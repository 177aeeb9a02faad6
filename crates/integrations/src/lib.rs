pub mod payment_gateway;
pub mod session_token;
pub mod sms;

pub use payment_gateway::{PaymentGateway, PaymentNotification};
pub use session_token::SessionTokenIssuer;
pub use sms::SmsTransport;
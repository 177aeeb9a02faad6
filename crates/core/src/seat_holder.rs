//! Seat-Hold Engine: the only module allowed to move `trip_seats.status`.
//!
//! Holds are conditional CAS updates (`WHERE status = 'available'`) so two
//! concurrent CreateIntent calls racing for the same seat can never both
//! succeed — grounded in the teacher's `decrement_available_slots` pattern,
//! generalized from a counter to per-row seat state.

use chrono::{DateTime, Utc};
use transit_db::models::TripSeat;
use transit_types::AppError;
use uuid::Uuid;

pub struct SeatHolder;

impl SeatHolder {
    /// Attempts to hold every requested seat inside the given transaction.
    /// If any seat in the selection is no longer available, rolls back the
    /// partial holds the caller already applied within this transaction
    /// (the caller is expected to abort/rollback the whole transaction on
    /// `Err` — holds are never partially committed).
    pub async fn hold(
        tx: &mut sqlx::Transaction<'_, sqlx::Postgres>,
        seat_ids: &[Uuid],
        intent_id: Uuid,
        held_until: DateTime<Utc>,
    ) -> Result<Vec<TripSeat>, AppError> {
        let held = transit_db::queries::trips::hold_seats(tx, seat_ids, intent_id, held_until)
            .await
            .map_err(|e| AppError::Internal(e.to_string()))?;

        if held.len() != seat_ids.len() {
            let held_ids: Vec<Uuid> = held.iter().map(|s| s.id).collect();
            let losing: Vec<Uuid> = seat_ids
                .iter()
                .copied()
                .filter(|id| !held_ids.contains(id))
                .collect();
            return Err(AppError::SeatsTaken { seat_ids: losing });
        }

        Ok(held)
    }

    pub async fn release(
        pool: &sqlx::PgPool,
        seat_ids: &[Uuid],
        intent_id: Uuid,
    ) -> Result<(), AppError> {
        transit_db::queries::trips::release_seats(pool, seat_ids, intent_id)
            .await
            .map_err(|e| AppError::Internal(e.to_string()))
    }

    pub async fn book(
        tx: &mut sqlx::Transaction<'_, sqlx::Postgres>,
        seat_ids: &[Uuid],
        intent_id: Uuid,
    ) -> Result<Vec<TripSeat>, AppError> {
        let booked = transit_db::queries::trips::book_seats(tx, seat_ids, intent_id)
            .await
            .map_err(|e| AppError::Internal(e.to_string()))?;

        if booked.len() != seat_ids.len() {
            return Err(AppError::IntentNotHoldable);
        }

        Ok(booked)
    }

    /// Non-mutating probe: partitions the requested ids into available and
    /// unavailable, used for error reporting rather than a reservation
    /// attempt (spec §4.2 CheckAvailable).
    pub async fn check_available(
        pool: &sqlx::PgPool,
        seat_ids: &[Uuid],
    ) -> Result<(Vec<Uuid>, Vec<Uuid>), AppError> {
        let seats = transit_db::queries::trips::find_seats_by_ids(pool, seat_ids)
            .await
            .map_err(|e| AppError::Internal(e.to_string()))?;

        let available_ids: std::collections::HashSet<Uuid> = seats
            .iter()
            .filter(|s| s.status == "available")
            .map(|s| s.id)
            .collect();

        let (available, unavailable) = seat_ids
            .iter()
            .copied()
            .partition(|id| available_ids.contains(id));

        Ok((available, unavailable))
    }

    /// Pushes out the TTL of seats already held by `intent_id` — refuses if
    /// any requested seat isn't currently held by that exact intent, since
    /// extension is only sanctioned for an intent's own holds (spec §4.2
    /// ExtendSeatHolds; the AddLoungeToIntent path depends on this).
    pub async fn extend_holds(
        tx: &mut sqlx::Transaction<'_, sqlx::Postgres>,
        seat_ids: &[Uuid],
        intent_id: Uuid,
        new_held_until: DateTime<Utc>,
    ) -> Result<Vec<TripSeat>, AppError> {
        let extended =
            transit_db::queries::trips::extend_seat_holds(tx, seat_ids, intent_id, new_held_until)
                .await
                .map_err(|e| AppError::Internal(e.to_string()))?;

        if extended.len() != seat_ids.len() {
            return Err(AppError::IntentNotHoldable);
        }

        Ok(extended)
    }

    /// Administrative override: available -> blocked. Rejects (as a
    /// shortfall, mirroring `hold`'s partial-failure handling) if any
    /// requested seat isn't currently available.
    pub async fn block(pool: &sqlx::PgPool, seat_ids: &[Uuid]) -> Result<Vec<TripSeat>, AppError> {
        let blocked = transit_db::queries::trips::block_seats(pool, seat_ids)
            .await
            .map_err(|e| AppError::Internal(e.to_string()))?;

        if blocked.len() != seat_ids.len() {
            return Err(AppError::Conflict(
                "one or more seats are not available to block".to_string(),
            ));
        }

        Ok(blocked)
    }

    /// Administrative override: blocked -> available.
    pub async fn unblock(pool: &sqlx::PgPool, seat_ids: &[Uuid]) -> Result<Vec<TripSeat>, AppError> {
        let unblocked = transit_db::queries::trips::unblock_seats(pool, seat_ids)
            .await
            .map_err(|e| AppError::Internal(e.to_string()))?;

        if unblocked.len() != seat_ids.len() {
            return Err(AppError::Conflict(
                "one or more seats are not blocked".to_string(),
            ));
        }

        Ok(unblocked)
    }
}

--------

> **Task prompt**:
Search the listing for the word "filter", and copy every line in which it is found.

> **Response for this exercise**:
                .filter(|id| !held_ids.contains(id))
            .filter(|s| s.status == "available")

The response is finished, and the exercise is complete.